Как мы видим, в последнем приведенном отрывке содержится существенное смысловое дополнение, относящееся не только к данному эпизоду, но и ко всему циклу очерков: оказывается, гумилевский «охотник» стреляет только в тех животных, которые являются «зверями в полном смысле этого слова». Получается, что не все «животные» были для Гумилева «зверями», более того — даже животные одного и того же вида могут «зверями» быть, а могут и не быть.

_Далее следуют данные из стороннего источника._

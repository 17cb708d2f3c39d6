use crate::dataset::Table;
use crate::error::{Error, Result};
use crate::http;
use reqwest::Client;
use url::Url;

pub const DEFAULT_DATASET_URL: &str =
    "https://raw.githubusercontent.com/vikashishere/Datasets/refs/heads/main/data.csv";

pub struct DatasetFetcher {
    client: Client,
}

impl DatasetFetcher {
    pub fn new() -> Result<Self> {
        Ok(Self::with_client(http::build_client()?))
    }

    pub fn with_client(client: Client) -> Self {
        Self { client }
    }

    /// Downloads `url` and parses the body as a header-first CSV document.
    pub async fn fetch(&self, url: &str) -> Result<Table> {
        let parsed = Url::parse(url).map_err(|e| Error::InvalidInput(format!("Invalid URL '{}': {}", url, e)))?;
        if !matches!(parsed.scheme(), "http" | "https") {
            return Err(Error::InvalidInput(format!(
                "Unsupported URL scheme '{}' in {}",
                parsed.scheme(),
                url
            )));
        }

        tracing::info!("Fetching dataset from {}", url);

        let body = http::get(&self.client, url)
            .await?
            .bytes()
            .await
            .map_err(|e| Error::DownloadFailed(http::describe(&e)))?;

        tracing::debug!("Received {} bytes", body.len());

        let table = Table::from_csv(&body)?;
        tracing::info!("Parsed {} rows x {} columns", table.len(), table.headers().len());

        Ok(table)
    }
}

#[cfg(test)]
mod tests {
    use super::*;
    use wiremock::{
        matchers::{method, path},
        Mock, MockServer, ResponseTemplate,
    };

    async fn serve_csv(body: &'static str) -> MockServer {
        let server = MockServer::start().await;
        Mock::given(method("GET"))
            .and(path("/data.csv"))
            .respond_with(ResponseTemplate::new(200).set_body_string(body))
            .mount(&server)
            .await;
        server
    }

    #[tokio::test]
    async fn fetch_and_save_writes_header_and_rows_only() {
        let server = serve_csv("a,b,c\n1,2,3\n").await;
        let dir = tempfile::tempdir().unwrap();
        let output = dir.path().join("data.csv");

        let fetcher = DatasetFetcher::new().unwrap();
        let table = fetcher.fetch(&format!("{}/data.csv", server.uri())).await.unwrap();
        table.save(&output).unwrap();

        assert_eq!(std::fs::read_to_string(&output).unwrap(), "a,b,c\n1,2,3\n");
    }

    #[tokio::test]
    async fn refetching_unchanged_resource_is_byte_identical() {
        let server = serve_csv("city,temp\n\"Paris, FR\",21.5\nOslo,12\n").await;
        let dir = tempfile::tempdir().unwrap();
        let url = format!("{}/data.csv", server.uri());
        let fetcher = DatasetFetcher::new().unwrap();

        let first = dir.path().join("first.csv");
        let second = dir.path().join("second.csv");
        fetcher.fetch(&url).await.unwrap().save(&first).unwrap();
        fetcher.fetch(&url).await.unwrap().save(&second).unwrap();

        assert_eq!(std::fs::read(&first).unwrap(), std::fs::read(&second).unwrap());
    }

    #[tokio::test]
    async fn error_status_is_reported() {
        let server = MockServer::start().await;
        Mock::given(method("GET"))
            .respond_with(ResponseTemplate::new(404))
            .mount(&server)
            .await;

        let fetcher = DatasetFetcher::new().unwrap();
        let err = fetcher.fetch(&format!("{}/missing.csv", server.uri())).await.unwrap_err();

        assert!(matches!(err, Error::HttpStatus { status: 404, .. }));
    }

    #[tokio::test]
    async fn malformed_body_is_rejected() {
        let server = serve_csv("a,b,c\n1,2\n").await;

        let fetcher = DatasetFetcher::new().unwrap();
        let err = fetcher.fetch(&format!("{}/data.csv", server.uri())).await.unwrap_err();

        assert!(matches!(err, Error::MalformedData(_)));
    }

    #[tokio::test]
    async fn unreachable_host_fails_to_download() {
        let listener = std::net::TcpListener::bind("127.0.0.1:0").unwrap();
        let url = format!("http://{}/data.csv", listener.local_addr().unwrap());
        drop(listener);

        let fetcher = DatasetFetcher::new().unwrap();
        let err = fetcher.fetch(&url).await.unwrap_err();

        assert!(matches!(err, Error::DownloadFailed(_)));
    }

    #[tokio::test]
    async fn rejects_non_http_urls() {
        let fetcher = DatasetFetcher::new().unwrap();

        let err = fetcher.fetch("file:///etc/passwd").await.unwrap_err();
        assert!(matches!(err, Error::InvalidInput(_)));

        let err = fetcher.fetch("not a url").await.unwrap_err();
        assert!(matches!(err, Error::InvalidInput(_)));
    }
}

В страшных сценах, нарисованных Гумилевым, есть повторяющийся поэтический контраст, который производит впечатление еще более сильное, нежели натуралистические детали вроде вспоротого акульего живота и застрявшей в позвоночнике леопарда пули. Дело в том, что непосредственно в момент мучительной гибели звери, пораженные охотниками, вдруг, волей рассказчика, начинают приобретать человекообразные черты. Так, например, в момент, предшествующий единоборству, «зверские черты» предстают в облике «старого павиана-самца» с навязчивой отчетливостью — вспомним «седую гриву» и «оскаленные желтые клыки», — однако картина его агонии воссоздается с помощью антропоморфного сравнения, резко контрастирующего с предшествующим описанием: он «остановился и хрипло залаял, а потом медленно закрыл глаза и опустился на боку как человек, который собирается спать. Пуля затронула ему сердце, и, когда к нему подошли, он был уже мертв». Подобный антропоморфизм присутствует и в рассказе о ловле акулы, когда среди прочего рассказывается об «осиротевших» рыбах-лоцманах, сопровождавших пойманную хищницу: «А в воде у самого борта суетился осиротелый лоцман. Его товарищ исчез, очевидно мечтая скрыть в каких-нибудь отдаленных бухтах позор невольного предательства. Но этот был безутешен: верный до конца, он подскакивал над водой, как бы желая посмотреть, что там делают с его госпожой, крутился вокруг плавающих внутренностей, к которым жадно спешили другие акулы у и всячески высказывал свое последнее отчаянье». Можно упомянуть и об «остановившихся глазах» мертвого леопарда, которые «заволакивала беловатая муть», и о его «мягком, точно бескостном теле», от прикосновения к которому охотника вдруг «передергивает», как от прикосновения к телу человеческого покойника.
Создается впечатление, что смерть преображает жертв «африканской охоты»: страшное, хищное, собственно зверское покидает их тело вместе с жизненными импульсами, и предстающий перед глазами рассказчика труп животного вдруг обнаруживает первоначальное, «райское», невинное обличье его.